Work to complete – A single figure is required: the number of lines in the listing below containing the word "full".

━━━━━━━━━━

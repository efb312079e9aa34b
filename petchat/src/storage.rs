//! Durable key/value storage for client-side caches.
//!
//! The adoption tracker keeps its confirmed-message and adopted-pet sets
//! here so a reload of the client does not re-offer actions the user has
//! already taken. Values are opaque strings (JSON in practice); the file
//! backend keeps them all in one JSON object.

use std::collections::{BTreeMap, HashMap};
use std::fs;
use std::path::{Path, PathBuf};

use parking_lot::Mutex;

/// Directory under the platform data dir that holds client state.
const APP_DIR: &str = "petchat";
/// File name of the default store.
const STORE_FILE: &str = "storage.json";

/// Errors from a [`KeyValueStore`].
#[derive(Debug, thiserror::Error)]
pub enum StorageError {
    /// Reading or writing the backing file failed.
    #[error("storage I/O error: {0}")]
    Io(#[from] std::io::Error),

    /// The backing file is not a JSON object of strings.
    #[error("storage file is corrupt: {0}")]
    Json(#[from] serde_json::Error),

    /// The platform has no data directory and no path was configured.
    #[error("no data directory available for local storage")]
    NoDataDir,
}

/// Synchronous string key/value store.
pub trait KeyValueStore: Send + Sync {
    /// Read the value stored under `key`.
    ///
    /// # Errors
    ///
    /// Returns a [`StorageError`] if the backend cannot be read.
    fn get(&self, key: &str) -> Result<Option<String>, StorageError>;

    /// Store `value` under `key`, replacing any previous value.
    ///
    /// # Errors
    ///
    /// Returns a [`StorageError`] if the backend cannot be written.
    fn set(&self, key: &str, value: &str) -> Result<(), StorageError>;
}

impl<S: KeyValueStore> KeyValueStore for std::sync::Arc<S> {
    fn get(&self, key: &str) -> Result<Option<String>, StorageError> {
        (**self).get(key)
    }

    fn set(&self, key: &str, value: &str) -> Result<(), StorageError> {
        (**self).set(key, value)
    }
}

/// Volatile store for tests and for running without a data directory.
#[derive(Debug, Default)]
pub struct MemoryStorage {
    entries: Mutex<HashMap<String, String>>,
}

impl MemoryStorage {
    /// Create an empty store.
    #[must_use]
    pub fn new() -> Self {
        Self::default()
    }
}

impl KeyValueStore for MemoryStorage {
    fn get(&self, key: &str) -> Result<Option<String>, StorageError> {
        Ok(self.entries.lock().get(key).cloned())
    }

    fn set(&self, key: &str, value: &str) -> Result<(), StorageError> {
        self.entries
            .lock()
            .insert(key.to_string(), value.to_string());
        Ok(())
    }
}

/// Store backed by a single JSON file.
///
/// Every write rewrites the whole file through a temporary sibling and a
/// rename, so a crash leaves either the old or the new content.
#[derive(Debug)]
pub struct FileStorage {
    path: PathBuf,
    lock: Mutex<()>,
}

impl FileStorage {
    /// Use the file at `path`. Parent directories are created on first write.
    pub fn open(path: impl Into<PathBuf>) -> Self {
        Self {
            path: path.into(),
            lock: Mutex::new(()),
        }
    }

    /// Use `<data_dir>/petchat/storage.json`.
    ///
    /// # Errors
    ///
    /// Returns [`StorageError::NoDataDir`] if the platform has no data dir.
    pub fn open_default() -> Result<Self, StorageError> {
        default_path().map(Self::open).ok_or(StorageError::NoDataDir)
    }

    /// Path of the backing file.
    #[must_use]
    pub fn path(&self) -> &Path {
        &self.path
    }

    fn read_all(&self) -> Result<BTreeMap<String, String>, StorageError> {
        match fs::read_to_string(&self.path) {
            Ok(content) if content.trim().is_empty() => Ok(BTreeMap::new()),
            Ok(content) => Ok(serde_json::from_str(&content)?),
            Err(e) if e.kind() == std::io::ErrorKind::NotFound => Ok(BTreeMap::new()),
            Err(e) => Err(e.into()),
        }
    }

    fn write_all(&self, entries: &BTreeMap<String, String>) -> Result<(), StorageError> {
        if let Some(parent) = self.path.parent() {
            if !parent.as_os_str().is_empty() {
                fs::create_dir_all(parent)?;
            }
        }
        let tmp = self.path.with_extension("json.tmp");
        fs::write(&tmp, serde_json::to_vec_pretty(entries)?)?;
        fs::rename(&tmp, &self.path)?;
        Ok(())
    }
}

impl KeyValueStore for FileStorage {
    fn get(&self, key: &str) -> Result<Option<String>, StorageError> {
        let _guard = self.lock.lock();
        Ok(self.read_all()?.remove(key))
    }

    fn set(&self, key: &str, value: &str) -> Result<(), StorageError> {
        let _guard = self.lock.lock();
        let mut entries = self.read_all()?;
        entries.insert(key.to_string(), value.to_string());
        self.write_all(&entries)?;
        tracing::debug!(key, path = %self.path.display(), "storage entry written");
        Ok(())
    }
}

/// Default location of the durable store.
#[must_use]
pub fn default_path() -> Option<PathBuf> {
    dirs::data_dir().map(|dir| dir.join(APP_DIR).join(STORE_FILE))
}
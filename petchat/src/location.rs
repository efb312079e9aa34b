//! Device position for location sharing.

use std::fmt;
use std::str::FromStr;

use petchat_proto::message::parse_lat_lng;
use serde::Deserialize;

/// A latitude/longitude pair in degrees.
#[derive(Debug, Clone, Copy, PartialEq, Deserialize)]
#[serde(try_from = "String")]
pub struct Coordinates {
    /// Latitude, -90..=90.
    pub lat: f64,
    /// Longitude, -180..=180.
    pub lng: f64,
}

impl fmt::Display for Coordinates {
    fn fmt(&self, f: &mut fmt::Formatter<'_>) -> fmt::Result {
        write!(f, "{},{}", self.lat, self.lng)
    }
}

impl FromStr for Coordinates {
    type Err = LocationError;

    fn from_str(s: &str) -> Result<Self, Self::Err> {
        parse_lat_lng(s)
            .map(|(lat, lng)| Self { lat, lng })
            .ok_or_else(|| LocationError::Unavailable(format!("invalid coordinates {s:?}")))
    }
}

impl TryFrom<String> for Coordinates {
    type Error = LocationError;

    fn try_from(value: String) -> Result<Self, Self::Error> {
        value.parse()
    }
}

/// Why no position could be obtained.
#[derive(Debug, Clone, PartialEq, Eq, thiserror::Error)]
pub enum LocationError {
    /// The user (or platform policy) refused access.
    #[error("location permission denied")]
    PermissionDenied,

    /// No fix could be obtained.
    #[error("location unavailable: {0}")]
    Unavailable(String),
}

/// Source of the device's current position.
pub trait LocationProvider: Send + Sync {
    /// Obtain the current position.
    fn current_position(
        &self,
    ) -> impl std::future::Future<Output = Result<Coordinates, LocationError>> + Send;
}

/// Always reports the same position.
#[derive(Debug, Clone, Copy)]
pub struct FixedLocation(pub Coordinates);

impl LocationProvider for FixedLocation {
    async fn current_position(&self) -> Result<Coordinates, LocationError> {
        Ok(self.0)
    }
}

/// A device without location access.
#[derive(Debug, Clone, Copy, Default)]
pub struct DeniedLocation;

impl LocationProvider for DeniedLocation {
    async fn current_position(&self) -> Result<Coordinates, LocationError> {
        Err(LocationError::PermissionDenied)
    }
}

/// Either a configured fixed position or no access at all.
#[derive(Debug, Clone, Copy)]
pub enum ConfiguredLocation {
    /// A fixed position from configuration.
    Fixed(FixedLocation),
    /// No position configured.
    Denied(DeniedLocation),
}

impl From<Option<Coordinates>> for ConfiguredLocation {
    fn from(value: Option<Coordinates>) -> Self {
        value.map_or(Self::Denied(DeniedLocation), |c| {
            Self::Fixed(FixedLocation(c))
        })
    }
}

impl LocationProvider for ConfiguredLocation {
    async fn current_position(&self) -> Result<Coordinates, LocationError> {
        match self {
            Self::Fixed(fixed) => fixed.current_position().await,
            Self::Denied(denied) => denied.current_position().await,
        }
    }
}
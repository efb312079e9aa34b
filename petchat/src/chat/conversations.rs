//! Contact list for the conversation picker.

use std::sync::Arc;

use petchat_proto::message::UserId;

use crate::api::{ChatApi, User};

/// Everyone the local user has chatted with, searchable by name.
pub struct ConversationList<A> {
    api: Arc<A>,
    me: UserId,
    users: Vec<User>,
}

impl<A: ChatApi> ConversationList<A> {
    /// An empty list for `me`. Call [`refresh`](Self::refresh) to fill it.
    pub const fn new(api: Arc<A>, me: UserId) -> Self {
        Self {
            api,
            me,
            users: Vec::new(),
        }
    }

    /// Reload the contacts from the backend.
    ///
    /// On failure the list is emptied and the error logged; the caller
    /// gets an empty slice rather than an error.
    pub async fn refresh(&mut self) -> &[User] {
        match self.api.chat_users(self.me).await {
            Ok(users) => {
                let me = self.me;
                self.users = users.into_iter().filter(|u| u.id != me).collect();
                tracing::debug!(count = self.users.len(), "contacts loaded");
            }
            Err(e) => {
                tracing::warn!(me = %self.me, err = %e, "could not load contacts");
                self.users.clear();
            }
        }
        &self.users
    }

    /// All loaded contacts, in backend order.
    #[must_use]
    pub fn users(&self) -> &[User] {
        &self.users
    }

    /// Contacts whose first name, last name or full name contains `query`,
    /// ignoring case. A blank query matches everyone.
    #[must_use]
    pub fn search(&self, query: &str) -> Vec<&User> {
        let needle = query.trim().to_lowercase();
        if needle.is_empty() {
            return self.users.iter().collect();
        }
        self.users
            .iter()
            .filter(|user| {
                let first = user.firstname.as_deref().unwrap_or_default().to_lowercase();
                let last = user.lastname.as_deref().unwrap_or_default().to_lowercase();
                let full = format!("{first} {last}");
                first.contains(&needle) || last.contains(&needle) || full.contains(&needle)
            })
            .collect()
    }
}
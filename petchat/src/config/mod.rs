//! Client settings: backend endpoints, transport timings, session and display.
//!
//! A value set on the command line (or through its `PETCHAT_*` variable)
//! beats the TOML file at `~/.config/petchat/config.toml`, which beats the
//! compiled defaults. Without `--config` an absent file just means
//! defaults; a `--config` path that cannot be read stops startup.

use std::path::{Path, PathBuf};
use std::time::Duration;

use petchat_proto::message::UserId;

use crate::api::http::DEFAULT_API_URL;
use crate::chat::room::RoomConfig;
use crate::location::Coordinates;
use crate::transport::stomp::{
    DEFAULT_SEND_DESTINATION, DEFAULT_TOPIC, DEFAULT_WS_URL, StompConfig,
};

const CONFIG_DIR: &str = "petchat";
const CONFIG_FILE: &str = "config.toml";

/// Why the config file could not be used.
#[derive(Debug, thiserror::Error)]
pub enum ConfigError {
    /// The file exists but could not be read, or an explicit path is missing.
    #[error("failed to read config file {path}: {source}")]
    ReadFile {
        /// File that was read.
        path: PathBuf,
        /// Underlying I/O error.
        source: std::io::Error,
    },

    /// The file is not valid TOML for this layout.
    #[error("failed to parse config file: {0}")]
    ParseToml(#[from] toml::de::Error),
}

// ---------------------------------------------------------------------------
// On-disk layout; every field optional so a file may set only a few
// ---------------------------------------------------------------------------

/// The whole config file.
#[derive(Debug, Default, serde::Deserialize)]
#[serde(default)]
struct ConfigFile {
    server: ServerFileConfig,
    transport: TransportFileConfig,
    session: SessionFileConfig,
    ui: UiFileConfig,
}

/// `[server]` section of the config file.
#[derive(Debug, Default, serde::Deserialize)]
#[serde(default)]
struct ServerFileConfig {
    api_url: Option<String>,
    ws_url: Option<String>,
    topic: Option<String>,
    send_destination: Option<String>,
    request_timeout_secs: Option<u64>,
}

/// `[transport]` section of the config file.
#[derive(Debug, Default, serde::Deserialize)]
#[serde(default)]
struct TransportFileConfig {
    connect_timeout_secs: Option<u64>,
    reconnect_delay_secs: Option<u64>,
    channel_capacity: Option<usize>,
}

/// `[session]` section of the config file.
#[derive(Debug, Default, serde::Deserialize)]
#[serde(default)]
struct SessionFileConfig {
    token: Option<String>,
    peer: Option<UserId>,
    initial_message: Option<String>,
    location: Option<Coordinates>,
    storage_path: Option<PathBuf>,
}

/// `[ui]` section of the config file.
#[derive(Debug, Default, serde::Deserialize)]
#[serde(default)]
struct UiFileConfig {
    timestamp_format: Option<String>,
}

// ---------------------------------------------------------------------------
// Effective settings
// ---------------------------------------------------------------------------

/// Settings after CLI, file and defaults are merged.
#[derive(Debug, Clone)]
pub struct ClientConfig {
    // -- Server --
    /// Base URL of the REST API.
    pub api_url: String,
    /// WebSocket URL of the STOMP endpoint.
    pub ws_url: String,
    /// Broadcast topic to subscribe to.
    pub topic: String,
    /// Destination for outgoing messages.
    pub send_destination: String,
    /// Timeout for each REST request.
    pub request_timeout: Duration,

    // -- Transport --
    /// Timeout for opening the socket and the STOMP handshake.
    pub connect_timeout: Duration,
    /// Pause before reconnecting after a lost session.
    pub reconnect_delay: Duration,
    /// Capacity of event and command channels.
    pub channel_capacity: usize,

    // -- Session --
    /// Auth token (JWT) identifying the local user.
    pub token: Option<String>,
    /// Peer to chat with.
    pub peer: Option<UserId>,
    /// Text sent once when the room first connects.
    pub initial_message: Option<String>,
    /// Position reported by `/location`. Unset means location is denied.
    pub location: Option<Coordinates>,
    /// Path of the durable key-value file.
    pub storage_path: Option<PathBuf>,

    // -- UI --
    /// Format for message times, `strftime` style.
    pub timestamp_format: String,
}

impl Default for ClientConfig {
    fn default() -> Self {
        Self {
            api_url: DEFAULT_API_URL.to_string(),
            ws_url: DEFAULT_WS_URL.to_string(),
            topic: DEFAULT_TOPIC.to_string(),
            send_destination: DEFAULT_SEND_DESTINATION.to_string(),
            request_timeout: Duration::from_secs(30),
            connect_timeout: Duration::from_secs(10),
            reconnect_delay: Duration::from_secs(5),
            channel_capacity: 256,
            token: None,
            peer: None,
            initial_message: None,
            location: None,
            storage_path: None,
            timestamp_format: "%H:%M".to_string(),
        }
    }
}

impl ClientConfig {
    /// Read the config file named by `cli` (or the default one) and
    /// overlay the command-line values.
    ///
    /// # Errors
    ///
    /// Returns [`ConfigError`] if the config file cannot be read or parsed.
    pub fn load(cli: &CliArgs) -> Result<Self, ConfigError> {
        let file = load_config_file(cli.config.as_deref())?;
        Ok(Self::resolve(cli, &file))
    }

    /// CLI over file over default, field by field.
    #[must_use]
    fn resolve(cli: &CliArgs, file: &ConfigFile) -> Self {
        let defaults = Self::default();

        Self {
            api_url: cli
                .api_url
                .clone()
                .or_else(|| file.server.api_url.clone())
                .unwrap_or(defaults.api_url),
            ws_url: cli
                .ws_url
                .clone()
                .or_else(|| file.server.ws_url.clone())
                .unwrap_or(defaults.ws_url),
            topic: file.server.topic.clone().unwrap_or(defaults.topic),
            send_destination: file
                .server
                .send_destination
                .clone()
                .unwrap_or(defaults.send_destination),
            request_timeout: file
                .server
                .request_timeout_secs
                .map_or(defaults.request_timeout, Duration::from_secs),
            connect_timeout: file
                .transport
                .connect_timeout_secs
                .map_or(defaults.connect_timeout, Duration::from_secs),
            reconnect_delay: file
                .transport
                .reconnect_delay_secs
                .map_or(defaults.reconnect_delay, Duration::from_secs),
            channel_capacity: file
                .transport
                .channel_capacity
                .unwrap_or(defaults.channel_capacity),
            token: cli.token.clone().or_else(|| file.session.token.clone()),
            peer: cli.peer.or(file.session.peer),
            initial_message: cli
                .initial_message
                .clone()
                .or_else(|| file.session.initial_message.clone()),
            location: cli.location.or(file.session.location),
            storage_path: cli
                .storage_path
                .clone()
                .or_else(|| file.session.storage_path.clone()),
            timestamp_format: cli
                .timestamp_format
                .clone()
                .or_else(|| file.ui.timestamp_format.clone())
                .unwrap_or(defaults.timestamp_format),
        }
    }

    /// Build the STOMP transport settings.
    #[must_use]
    pub fn to_stomp_config(&self) -> StompConfig {
        StompConfig {
            url: self.ws_url.clone(),
            topic: self.topic.clone(),
            send_destination: self.send_destination.clone(),
            auth_token: self.token.clone(),
            connect_timeout: self.connect_timeout,
            reconnect_delay: self.reconnect_delay,
            event_buffer: self.channel_capacity,
        }
    }

    /// Build the room settings for `me`, if a peer is configured.
    #[must_use]
    pub fn to_room_config(&self, me: UserId) -> Option<RoomConfig> {
        let peer = self.peer?;
        let mut room = RoomConfig::new(me, peer);
        room.initial_message.clone_from(&self.initial_message);
        room.event_buffer = self.channel_capacity;
        Some(room)
    }
}

/// Command-line flags of the `petchat` binary.
#[derive(clap::Parser, Debug, Default)]
#[command(version, about = "Pet-care marketplace chat client")]
pub struct CliArgs {
    /// Base URL of the REST API.
    #[arg(long, env = "PETCHAT_API_URL")]
    pub api_url: Option<String>,

    /// WebSocket URL of the STOMP endpoint.
    #[arg(long, env = "PETCHAT_WS_URL")]
    pub ws_url: Option<String>,

    /// Auth token (JWT) of the local user.
    #[arg(long, env = "PETCHAT_TOKEN", hide_env_values = true)]
    pub token: Option<String>,

    /// User id of the peer to chat with.
    #[arg(long)]
    pub peer: Option<UserId>,

    /// Message sent once when the room first connects.
    #[arg(long)]
    pub initial_message: Option<String>,

    /// Position reported by `/location`, as `lat,lng`.
    #[arg(long)]
    pub location: Option<Coordinates>,

    /// Path of the durable key-value file.
    #[arg(long)]
    pub storage_path: Option<PathBuf>,

    /// Path to config file (default: `~/.config/petchat/config.toml`).
    #[arg(short, long)]
    pub config: Option<PathBuf>,

    /// `strftime`-style format for message times.
    #[arg(long)]
    pub timestamp_format: Option<String>,

    /// Log filter directive, e.g. `info` or `petchat=debug`. `RUST_LOG` wins.
    #[arg(long, default_value = "info", env = "PETCHAT_LOG")]
    pub log_level: String,

    /// Path to log file (default: `$TMPDIR/petchat.log`).
    #[arg(long)]
    pub log_file: Option<PathBuf>,
}

// ---------------------------------------------------------------------------
// Internal helpers
// ---------------------------------------------------------------------------

/// Parse the config file. An explicit path must exist; the default one
/// may be absent.
fn load_config_file(explicit_path: Option<&Path>) -> Result<ConfigFile, ConfigError> {
    match explicit_path {
        Some(path) => read_config_file(path, true),
        None => dirs::config_dir().map_or_else(
            || Ok(ConfigFile::default()),
            |dir| read_config_file(&dir.join(CONFIG_DIR).join(CONFIG_FILE), false),
        ),
    }
}

fn read_config_file(path: &Path, required: bool) -> Result<ConfigFile, ConfigError> {
    match std::fs::read_to_string(path) {
        Ok(contents) => Ok(toml::from_str(&contents)?),
        Err(e) if !required && e.kind() == std::io::ErrorKind::NotFound => {
            tracing::debug!(path = %path.display(), "no config file, using defaults");
            Ok(ConfigFile::default())
        }
        Err(source) => Err(ConfigError::ReadFile {
            path: path.to_path_buf(),
            source,
        }),
    }
}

━━━━━━━━━━

Task output – 3